Que alguien relate cómo le roba a su madre para obtener dinero con el que pagar un pico no deja de ser duro, pero aquí está tratado con cierta guasa. "Dios mío, si es el chorizo drogadicto de mi hijo y la chiflada ninfómana de su mujer. Esconded la plata y el televisor, guardad las medicinas en los armarios y no soltéis las carteras", dice la madre. "Joder, mamá, ¿cuándo he robado yo en tu casa? Dime una cosa que te haya quitado alguna vez. Venga, sólo una", responde el hijo.
El libro contiene algunas reflexiones que podrían considerarse una especie de tratado sobre el pensamiento yonqui, si a alguien le diera por escribir un manual sobre el estado mental de los consumidores de droga. "Nadie, absolutamente nadie, puede hacer cambiar de opinión a un yonqui y convencerle de que deje de consumir droga, así que todos sus consejos son papel mojado y puede muy bien tirarlos por el váter", escribe Fogle. "Es decir, no pueden darle a un drogado nada mejor que lo que ya tiene. ¿Qué pueden ofrecerle? Consejos vacíos de significado que les funcionan a ustedes porque no son yonquis, nada más que eso".
"Incluso hay drogatas", añade el autor, "que afirman que la buena heroína es mejor que cualquier mujer con la que hayan estado. Ahora bien, yo nunca he probado ninguna heroína que fuera buena, pero deme un par de papelinas de dilaudid mezcladas con cuatro o cinco pastillas de quince miligramos de desoxyn y pasaré por encima de todas las actrices desnudas que haga falta para hacerme con la mandanga".
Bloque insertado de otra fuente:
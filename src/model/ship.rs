#[cfg(test)]
#[path = "../tests/model/ship_test.rs"]
mod tests;
//
use super::{
    equilibrium::{Equilibrium, EquilibriumResult},
    loading_condition::LoadingCondition,
    loading_condition_id::LoadingConditionId,
    ship_conf::ShipConf,
    tank_plan::TankPlan,
};
use crate::{
    common::{dbg_id::DbgId, table::Table},
    error::Error,
    scanner::{
        cargo_hold_scanner::{CargoHoldScanner, CargoHoldTables},
        hydrostatic_scanner::HydrostaticScanner,
        sounding_scanner::{SoundingScanner, SoundingTables},
        trim_stability_scanner::TrimStabilityScanner,
    },
    source,
};
///
/// The ship described by its reference documents.
///
/// Each calculation reads all the documents it needs before computing anything,
/// so a failure of any document leaves no partial result.
pub struct Ship {
    dbgid: DbgId,
    conf: ShipConf,
}
//
//
impl Ship {
    ///
    /// Creates a new instance.
    ///
    /// Note that documents aren't read until [Ship::equilibrium] is called.
    pub fn new(parent: &DbgId, conf: ShipConf) -> Self {
        Self {
            dbgid: DbgId::with_parent(parent, "Ship"),
            conf,
        }
    }
    ///
    /// Returns the floating equilibrium of the ship in loading condition `condition`.
    pub fn equilibrium(&self, condition: &LoadingConditionId) -> Result<EquilibriumResult, Error> {
        let callee = "equilibrium";
        log::info!("{}.{} | Loading condition {}...", self.dbgid, callee, condition);
        let tank_plan = self.tank_plan(condition)?;
        let sounding_tables = self.sounding_tables(&tank_plan)?;
        let hold_tables = self.hold_tables(&tank_plan)?;
        let hydrostatic_table = self.hydrostatic_table()?;
        let loads =
            LoadingCondition::new(&self.dbgid, &tank_plan, &sounding_tables, &hold_tables)
                .calculate()?;
        let result =
            Equilibrium::new(&self.dbgid, self.conf.equilibrium.clone()).solve(&loads, &hydrostatic_table)?;
        log::info!("{}.{} | Loading condition {} - OK", self.dbgid, callee, condition);
        Ok(result)
    }
    //
    //
    fn tank_plan(&self, condition: &LoadingConditionId) -> Result<TankPlan, Error> {
        let book = source::open_pages(&self.dbgid, &self.conf.trim_stability_book)?;
        TrimStabilityScanner::new(&self.dbgid, self.conf.trim_stability.clone())
            .scan(book.as_ref(), condition)
    }
    ///
    /// Sounding tables of the tank plan compartments.
    fn sounding_tables(&self, tank_plan: &TankPlan) -> Result<SoundingTables, Error> {
        let reader = source::open_lines(&self.dbgid, &self.conf.sounding_tables)?;
        SoundingScanner::new(&self.dbgid, self.conf.sounding.clone()).scan(reader, &tank_plan.ids())
    }
    ///
    /// Calibration tables of the cargo holds present in the tank plan.
    fn hold_tables(&self, tank_plan: &TankPlan) -> Result<CargoHoldTables, Error> {
        let scanner = CargoHoldScanner::new(&self.dbgid, self.conf.cargo_hold.clone());
        tank_plan
            .hold_numbers()
            .into_iter()
            .map(|hold| {
                let reader = source::open_lines(&self.dbgid, &self.conf.cargo_hold_path(hold))?;
                scanner.scan(reader).map(|table| (hold, table))
            })
            .collect()
    }
    //
    //
    fn hydrostatic_table(&self) -> Result<Table, Error> {
        let document = source::open_pages(&self.dbgid, &self.conf.hydrostatic_tables)?;
        Ok(HydrostaticScanner::new(&self.dbgid, self.conf.hydrostatic.clone()).scan(document.as_ref()))
    }
}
Entre frases de este tipo transcurre una novela que funcionó a la inversa de lo habitual, es decir, fue película antes que libro. Al menos que libro vendido en las librerías. Antes de que fuera publicada, una copia de la obra cayó en las manos del guionista Daniel Yost, que convenció a Gus Van Sant para que la llevara al cine. Era 1989. El éxito de la película provocó la publicación del libro al año siguiente. Su autor apenas pudo disfrutar del éxito. Siguió atracando farmacias y entrando y saliendo de la cárcel. Murió con 75 años, cuando complía condena por otro atraco.